[Stored items]

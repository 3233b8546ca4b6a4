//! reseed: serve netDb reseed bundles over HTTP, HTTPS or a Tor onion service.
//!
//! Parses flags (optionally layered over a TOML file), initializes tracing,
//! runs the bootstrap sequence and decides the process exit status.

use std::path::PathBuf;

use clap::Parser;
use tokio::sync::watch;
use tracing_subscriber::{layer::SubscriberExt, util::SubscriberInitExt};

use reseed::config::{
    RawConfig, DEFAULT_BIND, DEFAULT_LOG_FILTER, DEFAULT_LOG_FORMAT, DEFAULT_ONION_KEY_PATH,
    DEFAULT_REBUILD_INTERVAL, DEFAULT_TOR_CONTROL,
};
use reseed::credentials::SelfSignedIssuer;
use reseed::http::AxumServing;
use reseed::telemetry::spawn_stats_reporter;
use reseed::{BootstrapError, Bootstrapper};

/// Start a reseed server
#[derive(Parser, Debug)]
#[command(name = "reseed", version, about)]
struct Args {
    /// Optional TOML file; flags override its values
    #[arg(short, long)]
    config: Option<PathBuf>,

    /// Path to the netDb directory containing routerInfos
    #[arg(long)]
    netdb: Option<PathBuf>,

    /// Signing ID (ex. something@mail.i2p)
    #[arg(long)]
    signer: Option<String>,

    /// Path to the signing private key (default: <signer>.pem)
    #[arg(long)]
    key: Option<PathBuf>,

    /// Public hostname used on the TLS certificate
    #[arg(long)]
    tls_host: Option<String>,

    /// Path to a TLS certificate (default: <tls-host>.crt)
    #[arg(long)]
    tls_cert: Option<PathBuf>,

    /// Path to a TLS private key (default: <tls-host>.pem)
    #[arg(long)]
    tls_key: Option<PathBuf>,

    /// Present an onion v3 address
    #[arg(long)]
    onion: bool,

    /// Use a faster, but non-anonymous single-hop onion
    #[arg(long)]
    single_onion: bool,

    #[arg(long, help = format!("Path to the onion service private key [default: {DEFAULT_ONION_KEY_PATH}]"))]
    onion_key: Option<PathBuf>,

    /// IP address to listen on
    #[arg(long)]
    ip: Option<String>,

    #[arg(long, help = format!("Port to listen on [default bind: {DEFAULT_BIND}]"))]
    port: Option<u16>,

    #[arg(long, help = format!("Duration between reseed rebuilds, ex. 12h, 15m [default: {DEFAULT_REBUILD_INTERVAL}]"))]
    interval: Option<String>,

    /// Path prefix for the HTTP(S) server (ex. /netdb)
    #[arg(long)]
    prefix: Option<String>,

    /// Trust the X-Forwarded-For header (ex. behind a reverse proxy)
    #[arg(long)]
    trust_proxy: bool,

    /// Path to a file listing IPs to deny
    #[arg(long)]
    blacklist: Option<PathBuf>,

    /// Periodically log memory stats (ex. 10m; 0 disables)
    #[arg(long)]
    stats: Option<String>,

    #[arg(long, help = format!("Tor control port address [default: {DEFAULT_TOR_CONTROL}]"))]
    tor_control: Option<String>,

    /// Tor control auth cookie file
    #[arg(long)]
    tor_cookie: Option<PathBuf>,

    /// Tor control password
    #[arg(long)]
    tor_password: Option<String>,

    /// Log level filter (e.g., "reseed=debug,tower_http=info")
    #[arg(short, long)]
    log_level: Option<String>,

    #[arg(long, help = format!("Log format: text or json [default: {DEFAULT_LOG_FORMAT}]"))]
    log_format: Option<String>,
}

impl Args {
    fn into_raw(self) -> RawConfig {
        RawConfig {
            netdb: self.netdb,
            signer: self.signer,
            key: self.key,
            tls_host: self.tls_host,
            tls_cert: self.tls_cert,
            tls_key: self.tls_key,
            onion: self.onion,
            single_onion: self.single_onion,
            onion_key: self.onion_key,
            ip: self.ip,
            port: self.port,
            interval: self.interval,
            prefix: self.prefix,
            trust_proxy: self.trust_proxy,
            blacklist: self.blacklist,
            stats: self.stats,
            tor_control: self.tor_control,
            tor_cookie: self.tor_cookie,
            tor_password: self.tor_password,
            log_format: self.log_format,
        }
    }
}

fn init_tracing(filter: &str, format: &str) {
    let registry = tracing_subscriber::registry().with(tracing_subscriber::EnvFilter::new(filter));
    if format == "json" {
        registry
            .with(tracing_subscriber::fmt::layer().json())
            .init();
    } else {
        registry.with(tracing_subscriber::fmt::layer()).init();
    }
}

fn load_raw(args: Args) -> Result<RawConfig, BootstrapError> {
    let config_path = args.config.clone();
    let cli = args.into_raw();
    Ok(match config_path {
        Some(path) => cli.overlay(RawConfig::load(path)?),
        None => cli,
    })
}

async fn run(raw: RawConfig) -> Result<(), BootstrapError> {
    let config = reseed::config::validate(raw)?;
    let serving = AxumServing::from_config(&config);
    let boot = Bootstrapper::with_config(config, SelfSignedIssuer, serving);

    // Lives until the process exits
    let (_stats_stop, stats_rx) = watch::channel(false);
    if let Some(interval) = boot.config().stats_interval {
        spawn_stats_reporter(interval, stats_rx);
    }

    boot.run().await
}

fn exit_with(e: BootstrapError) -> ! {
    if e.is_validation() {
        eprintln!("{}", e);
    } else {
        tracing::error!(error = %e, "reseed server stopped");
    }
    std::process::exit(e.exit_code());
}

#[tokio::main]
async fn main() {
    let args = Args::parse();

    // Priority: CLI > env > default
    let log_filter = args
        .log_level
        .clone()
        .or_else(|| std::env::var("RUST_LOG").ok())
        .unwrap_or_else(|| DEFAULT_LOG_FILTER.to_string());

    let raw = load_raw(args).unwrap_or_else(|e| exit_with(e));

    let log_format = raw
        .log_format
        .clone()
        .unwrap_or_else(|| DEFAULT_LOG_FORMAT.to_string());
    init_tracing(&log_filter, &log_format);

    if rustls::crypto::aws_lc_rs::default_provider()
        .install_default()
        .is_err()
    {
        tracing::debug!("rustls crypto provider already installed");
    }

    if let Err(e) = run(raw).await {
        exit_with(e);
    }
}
==
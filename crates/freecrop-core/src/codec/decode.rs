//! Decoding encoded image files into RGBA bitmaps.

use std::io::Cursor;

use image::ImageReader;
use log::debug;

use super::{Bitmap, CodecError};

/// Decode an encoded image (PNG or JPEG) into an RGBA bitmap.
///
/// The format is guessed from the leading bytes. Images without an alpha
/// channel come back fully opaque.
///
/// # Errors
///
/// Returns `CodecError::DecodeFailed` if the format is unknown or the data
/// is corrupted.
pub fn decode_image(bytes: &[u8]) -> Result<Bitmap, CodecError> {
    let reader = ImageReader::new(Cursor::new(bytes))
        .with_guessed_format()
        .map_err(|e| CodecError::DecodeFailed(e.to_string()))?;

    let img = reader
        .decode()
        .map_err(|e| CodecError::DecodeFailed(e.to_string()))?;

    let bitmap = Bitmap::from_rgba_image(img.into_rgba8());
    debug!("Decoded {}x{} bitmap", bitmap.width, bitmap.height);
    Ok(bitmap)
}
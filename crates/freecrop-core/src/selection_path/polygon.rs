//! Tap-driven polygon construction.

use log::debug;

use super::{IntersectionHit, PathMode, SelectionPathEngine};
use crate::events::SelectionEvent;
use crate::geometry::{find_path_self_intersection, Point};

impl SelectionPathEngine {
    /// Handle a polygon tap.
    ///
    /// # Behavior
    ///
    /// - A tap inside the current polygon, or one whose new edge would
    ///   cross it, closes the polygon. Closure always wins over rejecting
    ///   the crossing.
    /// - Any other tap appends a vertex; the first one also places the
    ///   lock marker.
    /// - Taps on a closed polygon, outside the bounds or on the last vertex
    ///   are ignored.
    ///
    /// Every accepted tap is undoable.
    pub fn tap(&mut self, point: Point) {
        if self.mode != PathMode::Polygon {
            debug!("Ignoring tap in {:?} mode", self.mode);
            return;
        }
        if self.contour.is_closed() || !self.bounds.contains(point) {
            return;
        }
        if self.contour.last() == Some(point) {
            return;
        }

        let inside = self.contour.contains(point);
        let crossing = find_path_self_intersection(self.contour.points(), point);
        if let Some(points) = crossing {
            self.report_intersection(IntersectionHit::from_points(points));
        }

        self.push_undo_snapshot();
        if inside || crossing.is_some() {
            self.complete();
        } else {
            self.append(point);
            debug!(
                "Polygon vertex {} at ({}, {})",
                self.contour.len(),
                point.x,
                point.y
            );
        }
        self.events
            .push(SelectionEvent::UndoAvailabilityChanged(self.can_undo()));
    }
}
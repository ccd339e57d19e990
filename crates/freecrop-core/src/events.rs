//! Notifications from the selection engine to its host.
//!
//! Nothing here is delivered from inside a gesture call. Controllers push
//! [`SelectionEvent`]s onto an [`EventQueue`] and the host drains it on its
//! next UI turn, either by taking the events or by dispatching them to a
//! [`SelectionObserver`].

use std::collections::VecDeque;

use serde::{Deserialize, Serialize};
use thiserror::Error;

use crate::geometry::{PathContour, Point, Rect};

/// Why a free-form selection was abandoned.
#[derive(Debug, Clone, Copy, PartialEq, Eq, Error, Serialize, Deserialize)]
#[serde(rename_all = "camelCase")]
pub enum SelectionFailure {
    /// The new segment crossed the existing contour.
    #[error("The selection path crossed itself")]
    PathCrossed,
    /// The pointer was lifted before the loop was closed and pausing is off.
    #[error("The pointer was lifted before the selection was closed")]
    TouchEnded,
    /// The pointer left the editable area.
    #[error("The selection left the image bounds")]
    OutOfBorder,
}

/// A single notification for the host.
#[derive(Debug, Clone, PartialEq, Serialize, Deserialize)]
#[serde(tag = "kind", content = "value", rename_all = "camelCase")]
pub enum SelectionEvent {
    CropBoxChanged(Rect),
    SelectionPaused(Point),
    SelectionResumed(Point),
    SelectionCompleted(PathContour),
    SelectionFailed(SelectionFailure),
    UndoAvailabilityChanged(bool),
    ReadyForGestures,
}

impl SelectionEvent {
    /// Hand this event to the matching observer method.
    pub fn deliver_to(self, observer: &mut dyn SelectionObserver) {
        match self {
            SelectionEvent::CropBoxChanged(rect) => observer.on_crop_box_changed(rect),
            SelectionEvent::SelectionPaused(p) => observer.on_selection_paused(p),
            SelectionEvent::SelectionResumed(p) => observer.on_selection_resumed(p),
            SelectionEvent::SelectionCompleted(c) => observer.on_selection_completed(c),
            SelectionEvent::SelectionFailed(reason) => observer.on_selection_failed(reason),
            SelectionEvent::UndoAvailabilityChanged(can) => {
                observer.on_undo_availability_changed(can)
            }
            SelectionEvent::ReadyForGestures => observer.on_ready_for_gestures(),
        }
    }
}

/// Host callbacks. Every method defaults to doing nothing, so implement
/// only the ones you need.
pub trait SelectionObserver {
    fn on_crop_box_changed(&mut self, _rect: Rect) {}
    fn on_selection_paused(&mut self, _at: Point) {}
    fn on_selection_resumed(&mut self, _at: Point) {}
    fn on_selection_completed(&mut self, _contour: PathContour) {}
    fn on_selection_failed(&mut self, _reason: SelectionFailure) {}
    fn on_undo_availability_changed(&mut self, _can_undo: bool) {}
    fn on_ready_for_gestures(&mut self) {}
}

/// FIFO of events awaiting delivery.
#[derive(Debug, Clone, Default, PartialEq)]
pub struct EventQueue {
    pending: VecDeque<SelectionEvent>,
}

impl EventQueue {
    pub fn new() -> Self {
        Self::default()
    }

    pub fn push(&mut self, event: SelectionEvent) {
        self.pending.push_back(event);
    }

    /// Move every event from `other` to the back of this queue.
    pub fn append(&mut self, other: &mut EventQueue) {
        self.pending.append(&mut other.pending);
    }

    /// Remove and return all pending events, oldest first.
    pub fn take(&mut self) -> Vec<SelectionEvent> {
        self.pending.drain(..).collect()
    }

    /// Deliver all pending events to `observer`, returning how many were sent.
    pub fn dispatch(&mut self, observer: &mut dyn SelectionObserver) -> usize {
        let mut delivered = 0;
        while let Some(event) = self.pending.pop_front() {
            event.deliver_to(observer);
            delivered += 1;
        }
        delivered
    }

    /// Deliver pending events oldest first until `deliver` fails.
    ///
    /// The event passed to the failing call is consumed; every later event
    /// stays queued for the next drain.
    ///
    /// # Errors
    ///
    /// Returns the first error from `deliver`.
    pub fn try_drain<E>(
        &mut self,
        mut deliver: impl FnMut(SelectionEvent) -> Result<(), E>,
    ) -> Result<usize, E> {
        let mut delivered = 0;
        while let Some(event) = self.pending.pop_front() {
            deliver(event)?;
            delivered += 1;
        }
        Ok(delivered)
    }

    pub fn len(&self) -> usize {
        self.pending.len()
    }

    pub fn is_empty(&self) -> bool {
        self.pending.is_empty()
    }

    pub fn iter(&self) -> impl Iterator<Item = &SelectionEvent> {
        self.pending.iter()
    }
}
...
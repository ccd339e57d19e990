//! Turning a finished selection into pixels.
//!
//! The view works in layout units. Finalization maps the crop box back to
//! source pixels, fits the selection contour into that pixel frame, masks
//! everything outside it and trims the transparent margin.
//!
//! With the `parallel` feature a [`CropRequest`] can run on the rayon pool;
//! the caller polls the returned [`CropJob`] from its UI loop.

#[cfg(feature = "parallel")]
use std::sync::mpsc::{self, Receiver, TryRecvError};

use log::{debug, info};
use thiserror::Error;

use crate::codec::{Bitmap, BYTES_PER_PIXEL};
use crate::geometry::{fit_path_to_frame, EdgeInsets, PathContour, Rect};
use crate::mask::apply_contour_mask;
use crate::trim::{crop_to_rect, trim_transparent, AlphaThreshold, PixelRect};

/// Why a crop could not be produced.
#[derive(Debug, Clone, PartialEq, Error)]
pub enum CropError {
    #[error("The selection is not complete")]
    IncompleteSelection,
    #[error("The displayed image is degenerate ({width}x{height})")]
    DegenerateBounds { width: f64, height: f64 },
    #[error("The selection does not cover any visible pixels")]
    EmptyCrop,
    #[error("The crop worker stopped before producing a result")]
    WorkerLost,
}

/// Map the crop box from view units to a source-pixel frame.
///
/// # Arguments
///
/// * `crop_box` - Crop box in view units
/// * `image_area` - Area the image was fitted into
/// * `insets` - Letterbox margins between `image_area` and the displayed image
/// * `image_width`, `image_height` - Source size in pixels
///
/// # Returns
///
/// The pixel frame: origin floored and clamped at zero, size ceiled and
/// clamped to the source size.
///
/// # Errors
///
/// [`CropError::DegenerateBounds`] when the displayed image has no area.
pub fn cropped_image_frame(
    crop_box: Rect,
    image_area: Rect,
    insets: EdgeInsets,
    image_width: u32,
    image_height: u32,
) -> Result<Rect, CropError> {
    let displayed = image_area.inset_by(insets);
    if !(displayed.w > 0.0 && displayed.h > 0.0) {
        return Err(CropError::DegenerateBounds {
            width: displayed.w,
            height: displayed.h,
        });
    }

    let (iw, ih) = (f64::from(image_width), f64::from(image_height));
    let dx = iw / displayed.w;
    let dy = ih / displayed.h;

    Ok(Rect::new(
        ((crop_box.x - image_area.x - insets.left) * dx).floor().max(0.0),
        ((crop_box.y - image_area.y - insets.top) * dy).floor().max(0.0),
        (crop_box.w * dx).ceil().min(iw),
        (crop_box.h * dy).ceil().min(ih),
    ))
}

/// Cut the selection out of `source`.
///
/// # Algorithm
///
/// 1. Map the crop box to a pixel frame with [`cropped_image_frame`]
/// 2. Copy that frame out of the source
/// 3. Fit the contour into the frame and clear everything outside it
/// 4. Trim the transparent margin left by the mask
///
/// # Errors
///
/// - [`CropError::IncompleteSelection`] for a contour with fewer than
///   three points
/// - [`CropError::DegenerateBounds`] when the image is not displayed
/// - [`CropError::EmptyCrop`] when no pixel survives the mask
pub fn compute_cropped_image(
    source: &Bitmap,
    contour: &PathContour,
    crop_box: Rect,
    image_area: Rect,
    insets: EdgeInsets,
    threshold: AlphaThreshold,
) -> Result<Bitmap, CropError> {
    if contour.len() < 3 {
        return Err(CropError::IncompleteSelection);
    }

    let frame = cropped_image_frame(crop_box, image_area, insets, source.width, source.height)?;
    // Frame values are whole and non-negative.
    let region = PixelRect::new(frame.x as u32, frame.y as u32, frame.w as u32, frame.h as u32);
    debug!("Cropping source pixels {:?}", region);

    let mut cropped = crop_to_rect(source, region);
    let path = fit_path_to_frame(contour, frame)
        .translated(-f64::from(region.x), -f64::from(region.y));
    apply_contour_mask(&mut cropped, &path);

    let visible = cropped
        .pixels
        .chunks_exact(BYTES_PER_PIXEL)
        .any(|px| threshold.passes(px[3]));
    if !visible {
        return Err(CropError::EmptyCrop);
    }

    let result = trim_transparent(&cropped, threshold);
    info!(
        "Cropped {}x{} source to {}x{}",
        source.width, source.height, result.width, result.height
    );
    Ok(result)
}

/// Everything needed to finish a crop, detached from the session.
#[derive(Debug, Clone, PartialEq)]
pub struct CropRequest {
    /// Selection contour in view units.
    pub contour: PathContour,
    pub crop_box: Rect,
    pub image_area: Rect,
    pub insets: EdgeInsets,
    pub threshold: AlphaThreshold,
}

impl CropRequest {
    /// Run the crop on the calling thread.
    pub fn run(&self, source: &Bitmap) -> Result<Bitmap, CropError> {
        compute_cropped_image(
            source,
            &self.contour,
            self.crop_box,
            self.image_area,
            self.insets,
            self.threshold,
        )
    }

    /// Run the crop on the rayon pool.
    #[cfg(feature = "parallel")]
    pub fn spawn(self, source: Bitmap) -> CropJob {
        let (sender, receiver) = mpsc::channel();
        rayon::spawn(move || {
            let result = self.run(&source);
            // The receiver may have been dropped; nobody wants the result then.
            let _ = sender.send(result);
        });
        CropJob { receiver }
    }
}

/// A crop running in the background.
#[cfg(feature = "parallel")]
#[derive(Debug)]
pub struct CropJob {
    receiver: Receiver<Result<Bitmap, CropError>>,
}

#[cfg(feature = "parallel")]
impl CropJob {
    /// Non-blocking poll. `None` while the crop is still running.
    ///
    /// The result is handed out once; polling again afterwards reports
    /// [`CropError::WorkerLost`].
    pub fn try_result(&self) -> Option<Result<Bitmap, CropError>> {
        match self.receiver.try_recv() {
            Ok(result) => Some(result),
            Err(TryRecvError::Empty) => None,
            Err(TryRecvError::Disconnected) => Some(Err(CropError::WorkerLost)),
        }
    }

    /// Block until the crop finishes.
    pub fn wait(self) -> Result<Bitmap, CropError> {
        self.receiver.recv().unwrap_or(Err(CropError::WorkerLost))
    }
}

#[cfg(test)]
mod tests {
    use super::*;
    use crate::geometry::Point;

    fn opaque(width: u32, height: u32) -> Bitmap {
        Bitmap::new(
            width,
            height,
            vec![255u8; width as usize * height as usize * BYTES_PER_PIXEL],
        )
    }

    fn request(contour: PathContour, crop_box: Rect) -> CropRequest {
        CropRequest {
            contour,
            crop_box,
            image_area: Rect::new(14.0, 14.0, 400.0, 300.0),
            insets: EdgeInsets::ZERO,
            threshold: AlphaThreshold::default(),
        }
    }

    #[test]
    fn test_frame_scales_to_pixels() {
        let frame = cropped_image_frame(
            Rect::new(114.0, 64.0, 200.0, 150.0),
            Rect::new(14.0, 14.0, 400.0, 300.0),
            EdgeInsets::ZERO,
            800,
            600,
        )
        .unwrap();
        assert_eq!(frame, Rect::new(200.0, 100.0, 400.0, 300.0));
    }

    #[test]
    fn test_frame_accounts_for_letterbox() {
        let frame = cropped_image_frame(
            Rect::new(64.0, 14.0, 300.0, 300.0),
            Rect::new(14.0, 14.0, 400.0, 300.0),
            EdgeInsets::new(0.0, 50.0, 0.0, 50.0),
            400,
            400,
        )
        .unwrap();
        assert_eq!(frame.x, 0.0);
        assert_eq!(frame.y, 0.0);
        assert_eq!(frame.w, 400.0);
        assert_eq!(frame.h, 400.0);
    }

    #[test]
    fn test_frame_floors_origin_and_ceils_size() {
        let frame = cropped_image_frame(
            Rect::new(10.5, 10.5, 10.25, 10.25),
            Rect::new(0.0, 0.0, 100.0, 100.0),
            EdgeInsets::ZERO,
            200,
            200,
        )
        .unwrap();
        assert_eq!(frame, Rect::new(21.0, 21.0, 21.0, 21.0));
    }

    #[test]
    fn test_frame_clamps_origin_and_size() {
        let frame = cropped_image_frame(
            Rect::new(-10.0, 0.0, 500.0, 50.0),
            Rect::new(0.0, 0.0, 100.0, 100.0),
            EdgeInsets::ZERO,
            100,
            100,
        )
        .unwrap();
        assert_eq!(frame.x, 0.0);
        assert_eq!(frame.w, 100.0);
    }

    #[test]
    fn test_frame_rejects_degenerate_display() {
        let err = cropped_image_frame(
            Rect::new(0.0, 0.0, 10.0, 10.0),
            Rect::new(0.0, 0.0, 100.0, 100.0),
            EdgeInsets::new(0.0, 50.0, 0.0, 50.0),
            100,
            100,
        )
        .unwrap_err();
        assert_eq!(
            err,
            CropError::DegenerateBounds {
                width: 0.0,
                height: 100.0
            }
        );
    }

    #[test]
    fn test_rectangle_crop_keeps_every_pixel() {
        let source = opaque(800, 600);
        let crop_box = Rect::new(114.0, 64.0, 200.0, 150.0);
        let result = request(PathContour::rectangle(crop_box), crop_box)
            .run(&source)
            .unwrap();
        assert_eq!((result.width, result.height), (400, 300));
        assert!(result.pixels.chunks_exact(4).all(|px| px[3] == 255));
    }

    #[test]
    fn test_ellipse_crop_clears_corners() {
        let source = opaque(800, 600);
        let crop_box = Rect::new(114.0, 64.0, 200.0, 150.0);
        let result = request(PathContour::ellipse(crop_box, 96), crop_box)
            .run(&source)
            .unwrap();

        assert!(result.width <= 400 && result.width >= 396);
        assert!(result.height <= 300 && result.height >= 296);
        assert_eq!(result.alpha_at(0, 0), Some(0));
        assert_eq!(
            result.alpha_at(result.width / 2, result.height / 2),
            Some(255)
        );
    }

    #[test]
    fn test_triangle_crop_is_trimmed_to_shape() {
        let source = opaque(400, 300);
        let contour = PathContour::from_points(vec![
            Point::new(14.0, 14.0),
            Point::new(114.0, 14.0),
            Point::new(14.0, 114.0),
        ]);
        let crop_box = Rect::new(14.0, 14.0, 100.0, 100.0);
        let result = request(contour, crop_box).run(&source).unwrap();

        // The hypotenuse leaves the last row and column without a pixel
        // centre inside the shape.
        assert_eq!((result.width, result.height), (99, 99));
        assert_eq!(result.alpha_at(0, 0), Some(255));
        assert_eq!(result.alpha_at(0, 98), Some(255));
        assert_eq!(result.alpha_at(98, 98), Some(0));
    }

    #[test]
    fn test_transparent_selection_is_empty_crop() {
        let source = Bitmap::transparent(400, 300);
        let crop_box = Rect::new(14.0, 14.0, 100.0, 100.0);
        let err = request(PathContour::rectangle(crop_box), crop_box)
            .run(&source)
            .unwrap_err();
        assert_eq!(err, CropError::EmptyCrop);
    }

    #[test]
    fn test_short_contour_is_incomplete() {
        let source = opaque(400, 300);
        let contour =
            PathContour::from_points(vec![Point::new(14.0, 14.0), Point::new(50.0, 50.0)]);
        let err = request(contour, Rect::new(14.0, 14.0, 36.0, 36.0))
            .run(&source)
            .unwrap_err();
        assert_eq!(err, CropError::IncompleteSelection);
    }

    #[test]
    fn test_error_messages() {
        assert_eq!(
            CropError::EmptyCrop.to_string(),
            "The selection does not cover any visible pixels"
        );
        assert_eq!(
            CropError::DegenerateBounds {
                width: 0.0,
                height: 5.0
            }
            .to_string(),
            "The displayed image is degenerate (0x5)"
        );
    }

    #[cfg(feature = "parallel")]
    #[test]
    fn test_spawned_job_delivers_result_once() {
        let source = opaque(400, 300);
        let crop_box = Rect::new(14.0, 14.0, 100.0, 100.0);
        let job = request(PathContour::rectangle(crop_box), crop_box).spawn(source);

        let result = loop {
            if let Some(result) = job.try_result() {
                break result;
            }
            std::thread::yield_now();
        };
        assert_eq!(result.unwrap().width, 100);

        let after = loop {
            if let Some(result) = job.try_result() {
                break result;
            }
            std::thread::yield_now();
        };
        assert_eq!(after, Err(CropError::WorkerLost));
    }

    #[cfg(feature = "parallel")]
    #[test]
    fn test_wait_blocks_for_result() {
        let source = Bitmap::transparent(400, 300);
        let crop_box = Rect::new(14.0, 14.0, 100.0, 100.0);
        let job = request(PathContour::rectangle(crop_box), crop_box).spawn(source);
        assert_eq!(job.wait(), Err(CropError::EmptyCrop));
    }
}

#### About this task
Copy the entries above exactly, but only from the line holding "repository 3233b8546ca4b6a4" through the line holding "use std::path::PathBuf;", both included.

#### Task solution
repository 3233b8546ca4b6a4
//! reseed: serve netDb reseed bundles over HTTP, HTTPS or a Tor onion service.
//!
//! Parses flags (optionally layered over a TOML file), initializes tracing,
//! runs the bootstrap sequence and decides the process exit status.

use std::path::PathBuf;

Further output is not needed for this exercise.